Pitch 4: The Church As Symbol

Once again, we zagged away from the previous pitch to go back to something much more traditional. This time, we really centered the bell tower as a traditional symbol - but encased in a circle, like a stamp, a blend of old design and new trends.

Pitch 5: The Stained Glass

The center of First Methodist Houston’s identity as a worshiping community is their historic downtown chapel, featuring giant pieces of stained glass art, many of them entirely unique to the church.

So we designed a logo around that identity:


THE IN-BETWEEN PLACE

"PART II"

Good Friday is a big deal at The Woodlands UMC. Back in the days where Chris Tomlin was their worship leader, they would hold services at the 16,000-seat Woodlands Pavilion. The year I started was the first year they moved the night back to campus and tried to recreate the same magic. For the first several years years they'd bring in big worship leaders and build massive stages outdoors, with mixed results. 

Eventually, we built an actual worship team to plan the event, and we decided to make the service less about a being a big event and more about being a distinct and focused night of worship. We'd build the service thematically around an idea, then produce the best possible service we could around that concept.

This year's theme was "The In-Between Place" - that is, the moment in between Christ's sacrifice and resurrection, the long pause before the dawn breaks clear on the horizon and you know the joy of Christ’s return. We wanted it to be poetic and haunting, and my boss just pointed at me and said "go write this."

Since I do not write poetry, this was a bit of a risk, but I loved getting the chance to play with this idea and try to create something, between the words and the filmed images, that conveyed what waiting for a Savior meant.

This is the finished film, with a recording of a rehearsal with the narrator (Emily Hudson) laid over the top. 

Now, here is the live performance of the piece. There were actually three pieces to this - a section read aloud outside, as the cross was brought in through the crowds to the sanctuary, this section midway through worship, and a wordless section that closed out the night.
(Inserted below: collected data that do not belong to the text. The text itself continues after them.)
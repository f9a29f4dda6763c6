//! Summit Weather Watch - Main Daemon
//!
//! A server-side daemon that, every poll cycle:
//! 1. Fetches hourly and 15-minute forecasts for each configured summit
//! 2. Merges new samples into PostgreSQL behind a per-series watermark
//! 3. Detects wind, cold and precipitation intervals in the next 48 hours
//! 4. Records each interval once as an alert and optionally posts it to a webhook
//!
//! Usage:
//!   cargo run --release                      # Continuous polling
//!   cargo run --release -- --once            # Single cycle, then exit
//!   cargo run --release -- --endpoint 8080   # With HTTP status endpoint on port 8080
//!   cargo run --release -- --memory --once   # Dry run without a database
//!
//! SIGINT / SIGTERM stop the daemon after the step in progress.
//!
//! Environment:
//!   DATABASE_URL          - PostgreSQL connection string
//!   ALERT_WEBHOOK_URL     - overrides [alerts] webhook_url
//!   RUST_LOG              - tracing filter (takes precedence)
//!   PEAKWATCH_LOG_LEVEL   - trace|debug|info|warn|error (default: info)
//!   FORCE_COLOR           - 1/0 to force coloured log output on or off

use anyhow::{Context, Result};
use clap::Parser;
use std::env;
use std::io::IsTerminal;
use std::path::PathBuf;
use std::sync::atomic::{AtomicBool, Ordering};
use std::sync::Arc;
use std::time::Duration;
use tracing::{error, info, warn};
use tracing_subscriber::EnvFilter;

use peakwatch_service::alert::AlertRecorder;
use peakwatch_service::config::{self, Config};
use peakwatch_service::daemon::{Daemon, DaemonConfig, Pipeline, SharedSummary};
use peakwatch_service::endpoint;
use peakwatch_service::ingest::OpenMeteoClient;
use peakwatch_service::notify;
use peakwatch_service::store::{MemoryStore, PgConnector, PgStore, StoreConnector};

/// Command-line arguments.
#[derive(Debug, Parser)]
#[command(name = "peakwatch_service", version, about = "Summit weather ingestion and hazard alerting daemon")]
struct Cli {
    /// Path to the TOML registry.
    #[arg(long, default_value = config::DEFAULT_CONFIG_PATH)]
    config: PathBuf,

    /// Run a single poll cycle and exit.
    #[arg(long)]
    once: bool,

    /// Serve /health, /summary and /alerts on this port.
    #[arg(long, value_name = "PORT")]
    endpoint: Option<u16>,

    /// Override [daemon] workers.
    #[arg(long, value_name = "N")]
    workers: Option<usize>,

    /// Use the in-process store instead of PostgreSQL.
    #[arg(long)]
    memory: bool,
}

fn main() -> Result<()> {
    let cli = Cli::parse();
    dotenv::dotenv().ok();
    init_tracing();

    println!("⛰  Summit Weather Watch");
    println!("=======================\n");

    let mut config = config::load_config(&cli.config)
        .with_context(|| format!("loading {}", cli.config.display()))?;
    if let Some(workers) = cli.workers {
        config.daemon.workers = workers.max(1);
    }

    if cli.memory {
        warn!("using in-process store, nothing will be persisted");
        serve(&cli, &config, MemoryStore::new())
    } else {
        // Fail fast with the setup message before any worker starts.
        PgStore::connect().context("database is not ready")?;
        info!("database connection verified");
        serve(&cli, &config, PgConnector)
    }
}

fn serve<C: StoreConnector>(cli: &Cli, config: &Config, connector: C) -> Result<()> {
    let daemon_config = DaemonConfig::from_config(config);
    let source = OpenMeteoClient::new(config.api.clone()).context("building HTTP client")?;

    let mut notifier = None;
    let recorder = match config.alerts.webhook_url.as_deref() {
        Some(url) => {
            let timeout = Duration::from_secs(config.alerts.webhook_timeout_secs);
            let (outbox, handle) = notify::spawn(url, timeout).context("starting notifier")?;
            notifier = Some(handle);
            AlertRecorder::with_outbox(outbox)
        }
        None => AlertRecorder::new(),
    };

    let pipeline = Pipeline::new(source, config.thresholds.clone(), recorder, &daemon_config);
    let connector = Arc::new(connector);
    let daemon = Daemon::new(daemon_config, config.locations.clone(), Arc::clone(&connector), pipeline);

    install_shutdown_handler(daemon.cancel_handle()).context("installing signal handler")?;

    if let Some(port) = cli.endpoint {
        start_endpoint(port, connector, daemon.summary_handle());
    }

    info!(
        locations = daemon.locations().len(),
        horizon_hours = config.alerts.horizon_hours,
        webhook = config.alerts.webhook_url.is_some(),
        "daemon initialized"
    );

    if cli.once {
        let summary = daemon.run_cycle();
        drop(daemon);
        if let Some(handle) = notifier {
            // Outbox closes with the daemon; let queued notifications drain.
            if handle.join().is_err() {
                error!("notifier thread panicked");
            }
        }
        if summary.locations_failed > 0 {
            anyhow::bail!("{} of {} locations failed", summary.locations_failed, config.locations.len());
        }
        return Ok(());
    }

    daemon.run();
    info!("daemon stopped");
    Ok(())
}

/// Sets `cancel` on SIGINT or SIGTERM. Work in flight stops at the next
/// step boundary and the poll loop exits instead of scheduling another cycle.
fn install_shutdown_handler(cancel: Arc<AtomicBool>) -> Result<(), ctrlc::Error> {
    ctrlc::set_handler(move || {
        if cancel.swap(true, Ordering::Relaxed) {
            warn!("shutdown already in progress");
        } else {
            info!("shutdown requested, stopping after the current step");
        }
    })
}

fn start_endpoint<C: StoreConnector>(port: u16, connector: Arc<C>, summary: SharedSummary) {
    let spawned = std::thread::Builder::new()
        .name("endpoint".to_string())
        .spawn(move || match connector.connect() {
            Ok(store) => {
                if let Err(e) = endpoint::start_endpoint_server(port, store, summary) {
                    error!(error = %e, "endpoint server stopped");
                }
            }
            Err(e) => error!(error = %e, "endpoint has no store, continuing without it"),
        });
    if let Err(e) = spawned {
        error!(error = %e, "could not start endpoint thread");
    }
}

fn init_tracing() {
    let use_color = match env::var("FORCE_COLOR").as_deref() {
        Ok("1") | Ok("true") | Ok("yes") => true,
        Ok("0") | Ok("false") | Ok("no") => false,
        _ => std::io::stdout().is_terminal(),
    };

    // RUST_LOG wins; otherwise PEAKWATCH_LOG_LEVEL, defaulting to info
    let env_filter = if env::var("RUST_LOG").is_ok() {
        EnvFilter::from_default_env()
    } else {
        let level = match env::var("PEAKWATCH_LOG_LEVEL").ok().as_deref() {
            Some("trace") => "trace",
            Some("debug") => "debug",
            Some("warn") => "warn",
            Some("error") => "error",
            _ => "info",
        };
        EnvFilter::new(format!("{level},reqwest=warn,tiny_http=warn"))
    };

    tracing_subscriber::fmt()
        .with_target(true)
        .with_env_filter(env_filter)
        .with_ansi(use_color)
        .compact()
        .init();
}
I've worked with Emily in a dozen different projects, and I love doing so because she always brings her whole self into everything that she does. Everyone else in the project wanted to find someone loud and booming to do this part. I wanted Emily, and what she brought to this performance is why.


THE FIRST COVID CHRISTMAS

People were understandably depressed when we got to Christmas 2020 and we still weren’t able to worship in person. We are a church of tradition, and filling the sanctuary and singing “Silent Night” while holding candles on Christmas Eve is a sacred moment for everyone. You can watch a service and light candles at home, but it’s not the same.

But even though it was going to be different, I still wanted it to be special.

We wanted to mix some Christmas songs into weekly worship, so I set out to design a set that would be as transportive as possible.

But it was Christmas Eve I really had my eye on. We were still shooting all of our music inside an empty sanctuary and multi-use rehearsal spaces, and with no one in the buildings, we had cut every bit of Christmas decoration out of the budget. How could we make it feel like Christmas was really happening?

I gathered up every bit of Christmas decoration I could from forgotten closets on both campuses and drove all of it out to the rehearsal space. My very understanding wife came along to help:

Then my team and I got to work setting it all up.

We spent the better part of two days preparing, then filmed the Christmas special all in a couple of hours. It felt like magic.